Summary
Objective:
GABAA receptor subunit gene mutations are significant causes of epilepsy, which are often accompanied with various neuropsychiatric comorbidities, but the underlying mechanisms are unclear. It has been suggested that the comorbidities are caused by seizures as they often present in severe epilepsies. However, findings from both humans and animal models argue against this conclusion. Mutations in the GABAA receptor γ2 subunit gene GABRG2 have been associated with anxiety alone or with severe epilepsy syndromes and comorbid anxiety, suggesting a core molecular defect gives rise to the phenotypical spectrum.
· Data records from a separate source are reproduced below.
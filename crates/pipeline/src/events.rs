//! Events a session emits toward the connected client
//!
//! The server crate maps these onto wire messages; the pipeline stays
//! protocol-agnostic.

use voice_loop_core::{ChatMessage, MessageId, PcmFormat};

/// Outbound session events, in emission order semantics: the consumer must
/// forward them in the order received.
#[derive(Debug, Clone, PartialEq)]
pub enum SessionEvent {
    /// The user started speaking; client should stop and clear playback.
    SpeechStart,
    /// The user's utterance ended.
    SpeechEnd,
    /// A segment was accepted for transcription.
    SttStart { duration_ms: u64 },
    /// Finalized transcript.
    Transcript {
        text: String,
        message_id: MessageId,
        language: Option<String>,
        confidence: f32,
    },
    /// Transcription failed.
    SttError { error: String },
    /// Reply generation began.
    LlmStart,
    /// First token of the reply arrived.
    LlmFirstToken { message_id: MessageId },
    /// A complete sentence of the reply.
    LlmSentence { text: String, message_id: MessageId },
    /// First complete sentence of the reply.
    LlmFirstSentence { message_id: MessageId },
    /// The reply stream finished.
    ResponseComplete { message_id: MessageId },
    /// Synthesis of one sentence began.
    TtsStart,
    /// Audio for one sentence begins, in the given format.
    AudioStart { format: PcmFormat },
    /// One playback quantum of raw audio.
    AudioChunk(Vec<u8>),
    /// Synthesis of one sentence finished.
    TtsComplete { synthesis_time_ms: u64 },
    /// Audio for one sentence is fully forwarded.
    AudioEnd,
    /// History suffix starting at `start_index` changed.
    HistoryDelta {
        start_index: usize,
        messages: Vec<ChatMessage>,
    },
    /// A stage failed; the session remains usable.
    Error { message: String },
}
impl SessionController {
    fn new(
        providers: ProviderSet,
        config: PipelineConfig,
        scorer: Box<dyn SpeechScorer>,
        input_tx: mpsc::WeakSender<SessionInput>,
        events: mpsc::Sender<SessionEvent>,
    ) -> Self {
        let playback = PlaybackClock::new();
        let (current_id_tx, current_id_rx) = watch::channel(None);

        let gate = TranscriptionGate::new(
            providers.transcriber.clone(),
            TARGET_FORMAT,
            config.stt.min_audio_ms,
        );
        let queue = SynthesisQueue::spawn(
            providers.synthesizer.clone(),
            providers.normalizer.clone(),
            config.pacing.clone(),
            TARGET_FORMAT,
            current_id_rx,
            playback.clone(),
            events.clone(),
        );
        let segmenter = SpeechSegmenter::new(config.vad.clone(), scorer);

        Self {
            config,
            providers,
            segmenter,
            gate,
            queue,
            playback,
            history: History::new(),
            current_id: None,
            current_id_tx,
            reply_cancel: None,
            pending_transcript_id: None,
            last_processed_transcript: None,
            last_synced: Vec::new(),
            language: None,
            awaiting_first_sentence: false,
            input_tx,
            events,
        }
    }

    async fn run(mut self, mut input: mpsc::Receiver<SessionInput>) {
        while let Some(message) = input.recv().await {
            match message {
                SessionInput::Audio(bytes) => self.on_audio(&bytes).await,
                SessionInput::Transcribed(result) => self.on_transcribed(result).await,
                SessionInput::Reply(event) => self.on_reply_event(event).await,
            }
        }

        // Disconnect: stop in-flight work and discard any speech tail.
        if let Some(token) = self.reply_cancel.take() {
            token.cancel();
        }
        if let Some(SegmenterEvent::SpeechEnded { duration_ms, .. }) = self.segmenter.force_end()
        {
            tracing::debug!(duration_ms, "discarding speech tail at disconnect");
        }
        tracing::info!("session closed");
    }

    async fn on_audio(&mut self, bytes: &[u8]) {
        for event in self.segmenter.push_bytes(bytes) {
            match event {
                SegmenterEvent::SpeechStarted { at_ms } => {
                    tracing::debug!(at_ms, "speech started");
                    self.emit(SessionEvent::SpeechStart).await;
                    self.interrupt();
                }
                SegmenterEvent::SpeechEnded { audio, duration_ms } => {
                    tracing::debug!(duration_ms, bytes = audio.len(), "speech ended");
                    self.emit(SessionEvent::SpeechEnd).await;
                    self.submit_segment(audio, duration_ms).await;
                }
            }
        }
    }

    /// The user started talking over us: cancel the reply stream, clear the
    /// synthesis queue, and forget outstanding playback. An in-flight
    /// transcription is allowed to finish.
    fn interrupt(&mut self) {
        if let Some(token) = self.reply_cancel.take() {
            token.cancel();
        }
        if self.current_id.take().is_some() {
            let _ = self.current_id_tx.send(None);
        }
        self.playback.clear();
    }

    async fn submit_segment(&mut self, audio: Vec<u8>, duration_ms: u64) {
        match self.gate.try_submit(audio) {
            Ok(done) => {
                let Some(input) = self.input_tx.upgrade() else {
                    return;
                };
                // The utterance claims its message-id at acceptance time.
                self.pending_transcript_id = Some(MessageId::new());
                self.emit(SessionEvent::SttStart { duration_ms }).await;

                tokio::spawn(async move {
                    if let Ok(result) = done.await {
                        let _ = input.send(SessionInput::Transcribed(result)).await;
                    }
                });
            }
            Err(GateRejection::Busy) => {
                tracing::warn!("transcription already in flight, segment dropped");
            }
            Err(GateRejection::TooShort) => {
                tracing::debug!(duration_ms, "segment below minimum content, dropped");
            }
        }
    }

    async fn on_transcribed(&mut self, result: Result<Transcription, ProviderError>) {
        let Some(id) = self.pending_transcript_id.take() else {
            return;
        };

        let transcription = match result {
            Ok(transcription) => transcription,
            Err(e) => {
                tracing::error!(error = %e, "transcription failed");
                self.emit(SessionEvent::SttError {
                    error: e.to_string(),
                })
                .await;
                return;
            }
        };

        let text = transcription.text.trim().to_string();
        if text.is_empty() {
            tracing::debug!("empty transcript, dropped");
            return;
        }

        if transcription.language.is_some() {
            self.language = transcription.language.clone();
        }

        self.emit(SessionEvent::Transcript {
            text: text.clone(),
            message_id: id.clone(),
            language: transcription.language,
            confidence: transcription.confidence,
        })
        .await;

        // Identical transcript finalized twice must not double up history or
        // the reply.
        if self.last_processed_transcript.as_deref() == Some(text.as_str()) {
            tracing::debug!("duplicate transcript, reply suppressed");
            return;
        }
        self.last_processed_transcript = Some(text.clone());

        self.history.apply_transcript(&text, id.clone());
        self.sync_history().await;
        self.start_reply(id).await;
    }

    async fn start_reply(&mut self, id: MessageId) {
        let Some(input) = self.input_tx.upgrade() else {
            return;
        };

        // Supersede whatever reply might still be winding down.
        if let Some(token) = self.reply_cancel.take() {
            token.cancel();
        }

        let cancel = CancellationToken::new();
        self.reply_cancel = Some(cancel.clone());
        self.current_id = Some(id.clone());
        let _ = self.current_id_tx.send(Some(id.clone()));
        self.awaiting_first_sentence = true;

        // Shape the prompt before the empty assistant entry joins history.
        let mut messages = vec![PromptMessage::system(
            self.config.reply.system_prompt.clone(),
        )];
        messages.extend(
            self.history
                .recent(self.config.reply.history_context)
                .iter()
                .map(PromptMessage::from),
        );

        self.history.push_assistant(id.clone());
        self.sync_history().await;

        self.emit(SessionEvent::LlmStart).await;

        tokio::spawn(run_reply(
            self.providers.completion.clone(),
            messages,
            self.config.reply.max_tokens,
            id,
            cancel,
            input,
        ));
    }

    async fn on_reply_event(&mut self, event: ReplyEvent) {
        if self.current_id.as_ref() != Some(event.message_id()) {
            tracing::debug!("stale reply event discarded");
            return;
        }

        match event {
            ReplyEvent::FirstToken { message_id } => {
                self.emit(SessionEvent::LlmFirstToken { message_id }).await;
            }
            ReplyEvent::Sentence { message_id, text } => {
                self.history.append_content(&message_id, &text);
                self.sync_history().await;

                self.emit(SessionEvent::LlmSentence {
                    text: text.clone(),
                    message_id: message_id.clone(),
                })
                .await;

                if self.awaiting_first_sentence {
                    self.awaiting_first_sentence = false;
                    self.emit(SessionEvent::LlmFirstSentence {
                        message_id: message_id.clone(),
                    })
                    .await;
                }

                let Some(cancel) = self.reply_cancel.as_ref().cloned() else {
                    return;
                };
                self.queue.enqueue(SynthJob {
                    text,
                    message_id,
                    language: self.language.clone(),
                    cancel,
                });
            }
            ReplyEvent::Complete { message_id } => {
                // Queued sentences keep draining; only the token stream is
                // finished.
                self.reply_cancel = None;
                self.emit(SessionEvent::ResponseComplete { message_id })
                    .await;
            }
            ReplyEvent::Failed { message_id, error } => {
                self.reply_cancel = None;
                tracing::error!(error = %error, message_id = %message_id, "reply generation failed");
                self.emit(SessionEvent::Error {
                    message: format!("reply generation failed: {error}"),
                })
                .await;
            }
        }
    }

    /// Transmit the history suffix that changed since the last sync.
    async fn sync_history(&mut self) {
        let (start_index, suffix) = self.history.delta_since(&self.last_synced);
        let messages = suffix.to_vec();
        self.last_synced = self.history.messages().to_vec();
        self.emit(SessionEvent::HistoryDelta {
            start_index,
            messages,
        })
        .await;
    }

    async fn emit(&self, event: SessionEvent) {
        // A closed receiver means the connection is going away; the actor
        // loop will end when the input channel drains.
        let _ = self.events.send(event).await;
    }
}
//! Text normalization for speech
//!
//! Reply sentences arrive as markdown-flavored model output; synthesis wants
//! plain speakable text. An empty result signals "skip this sentence".

/// Normalizes text before synthesis. The language tag is whatever the
/// transcription provider reported and is treated as opaque.
pub trait TextNormalizer: Send + Sync {
    fn normalize(&self, text: &str, language: Option<&str>) -> String;
}

/// Passthrough normalizer for tests.
pub struct NoopNormalizer;

impl TextNormalizer for NoopNormalizer {
    fn normalize(&self, text: &str, _language: Option<&str>) -> String {
        text.to_string()
    }
}

/// Default normalizer: strips markdown structure and emoji, collapses
/// whitespace.
pub struct SpeechNormalizer;

impl TextNormalizer for SpeechNormalizer {
    fn normalize(&self, text: &str, _language: Option<&str>) -> String {
        let stripped = strip_markdown(text);
        let cleaned: String = stripped.chars().filter(|c| !is_emoji(*c)).collect();
        collapse_whitespace(&cleaned)
    }
}

/// Emoji and pictograph ranges worth silencing before synthesis.
fn is_emoji(c: char) -> bool {
    matches!(c,
        '\u{1F300}'..='\u{1F9FF}'
        | '\u{2600}'..='\u{26FF}'
        | '\u{2700}'..='\u{27BF}'
        | '\u{FE0F}'
    )
}

fn collapse_whitespace(text: &str) -> String {
    let mut out = String::with_capacity(text.len());
    let mut in_gap = true; // also trims leading whitespace
    for c in text.chars() {
        if c.is_whitespace() {
            if !in_gap {
                out.push(' ');
                in_gap = true;
            }
        } else {
            out.push(c);
            in_gap = false;
        }
    }
    while out.ends_with(' ') {
        out.pop();
    }
    out
}

/// Reduce markdown to the text a voice would read aloud.
fn strip_markdown(text: &str) -> String {
    let mut out = String::with_capacity(text.len());

    for line in text.lines() {
        let mut line = line;

        // Headers, blockquotes, list markers
        line = line.trim_start_matches(|c| c == '#').trim_start_matches('>');
        let trimmed = line.trim_start();
        for marker in ["- ", "* ", "+ "] {
            if let Some(rest) = trimmed.strip_prefix(marker) {
                line = rest;
                break;
            }
        }

        // Horizontal rules
        if !line.is_empty() && line.chars().all(|c| matches!(c, '-' | '*' | '_')) && line.len() >= 3
        {
            out.push('\n');
            continue;
        }

        out.push_str(&strip_inline(line));
        out.push('\n');
    }

    out
}

/// Inline markdown: links become their text, emphasis markers and code
/// fences disappear.
fn strip_inline(line: &str) -> String {
    let mut out = String::with_capacity(line.len());
    let chars: Vec<char> = line.chars().collect();
    let mut i = 0;

    while i < chars.len() {
        match chars[i] {
            // [text](url) -> text
            '[' => {
                if let Some((text, after)) = parse_link(&chars[i..]) {
                    out.push_str(&text);
                    i += after;
                    continue;
                }
                out.push('[');
                i += 1;
            }
            '*' | '_' | '`' => {
                i += 1;
            }
            c => {
                out.push(c);
                i += 1;
            }
        }
    }

    out
}

/// Parse a `[text](url)` sequence starting at `[`; returns the link text and
/// consumed length.
fn parse_link(chars: &[char]) -> Option<(String, usize)> {
    let close = chars.iter().position(|&c| c == ']')?;
    if chars.get(close + 1) != Some(&'(') {
        return None;
    }
    let paren = chars[close + 1..].iter().position(|&c| c == ')')?;
    let text: String = chars[1..close].iter().collect();
    Some((text, close + 2 + paren))
}

#[cfg(test)]
mod tests {
    use super::*;

    #[test]
    fn test_strips_markdown_structure() {
        let normalizer = SpeechNormalizer;
        let input = "## Hello\n- **bold** and _italic_\n[link text](https://example.com)";
        let output = normalizer.normalize(input, None);
        assert_eq!(output, "Hello bold and italic link text");
    }

    #[test]
    fn test_strips_emoji() {
        let normalizer = SpeechNormalizer;
        assert_eq!(normalizer.normalize("great job 🎉", Some("en")), "great job");
    }

    #[test]
    fn test_emoji_only_sentence_normalizes_empty() {
        let normalizer = SpeechNormalizer;
        assert_eq!(normalizer.normalize("🎉🎉", None), "");
    }

    #[test]
    fn test_code_fence_markers_removed() {
        let normalizer = SpeechNormalizer;
        let output = normalizer.normalize("```python\nprint(1)\n```", None);
        assert_eq!(output, "python print(1)");
    }

    #[test]
    fn test_noop_passthrough() {
        assert_eq!(NoopNormalizer.normalize("**as is**", None), "**as is**");
    }
}
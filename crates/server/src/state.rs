//! Shared application state

use std::sync::Arc;

use voice_loop_config::Settings;
use voice_loop_pipeline::{PipelineError, SpeechScorer};
use voice_loop_providers::ProviderSet;

use crate::registry::SessionRegistry;

/// State handed to every request handler.
#[derive(Clone)]
pub struct AppState {
    pub settings: Arc<Settings>,
    pub providers: ProviderSet,
    pub registry: Arc<SessionRegistry>,
}

impl AppState {
    pub fn new(settings: Settings, providers: ProviderSet) -> Self {
        let registry = Arc::new(SessionRegistry::new(settings.server.max_connections));
        Self {
            settings: Arc::new(settings),
            providers,
            registry,
        }
    }

    /// Build the per-session speech scorer. Each session gets its own
    /// instance because the scorer carries recurrent state.
    #[cfg(feature = "onnx")]
    pub fn build_scorer(&self) -> Result<Box<dyn SpeechScorer>, PipelineError> {
        let vad = &self.settings.pipeline.vad;
        Ok(Box::new(voice_loop_pipeline::vad::SileroVad::new(
            &self.settings.models.vad,
            vad.sample_rate,
            vad.frame_samples,
        )?))
    }

    /// Energy fallback when the ONNX runtime is compiled out.
    #[cfg(not(feature = "onnx"))]
    pub fn build_scorer(&self) -> Result<Box<dyn SpeechScorer>, PipelineError> {
        Ok(Box::new(voice_loop_pipeline::EnergyVad::default()))
    }
}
Here we determined the pathophysiology of comorbid anxiety in epilepsy and identified the central nucleus of the amygdala (CeA) as a primary neurosubstrate and a potential rescue via neuromodulation of CeA neurons.
Methods:
We used brain slice recordings, subcellular fractionation and western blot, immunohistochemistry, confocal microscopy and a battery of behavior tests in combination with a chemogenetic approach to characterize anxiety and its underlying mechanisms in a Gabrg2+/Q390X knockin mouse and a Gabrg2+/− knockout mouse, each associated with a different epilepsy syndrome.
Results:
We found that impaired GABAergic neurotransmission in CeA underlies anxiety in epilepsy, which is due to reduced GABAA receptor subunit expression resulting from the mutations. Impaired GABAA receptor expression reduced GABAergic neurotransmission in CeA, but not in BLA. Activation or inactivation of inhibitory neurons using a chemogenetic approach in CeA alone modulated anxiety-like behaviors. Similarly, pharmacological enhancement of GABAergic signaling via γ2 subunit-containing receptors rescued the anxiety.
Significance:
Together, these data demonstrate the molecular basis for a comorbidity of epilepsy and suggest that impaired GABAA receptor function in CeA due to mutation per se could at least contribute to anxiety. Modulation of CeA neurons could cause or suppress anxiety, suggesting a potential use of CeA neurons as therapeutic targets for treatment of anxiety in addition to traditional pharmacological approaches.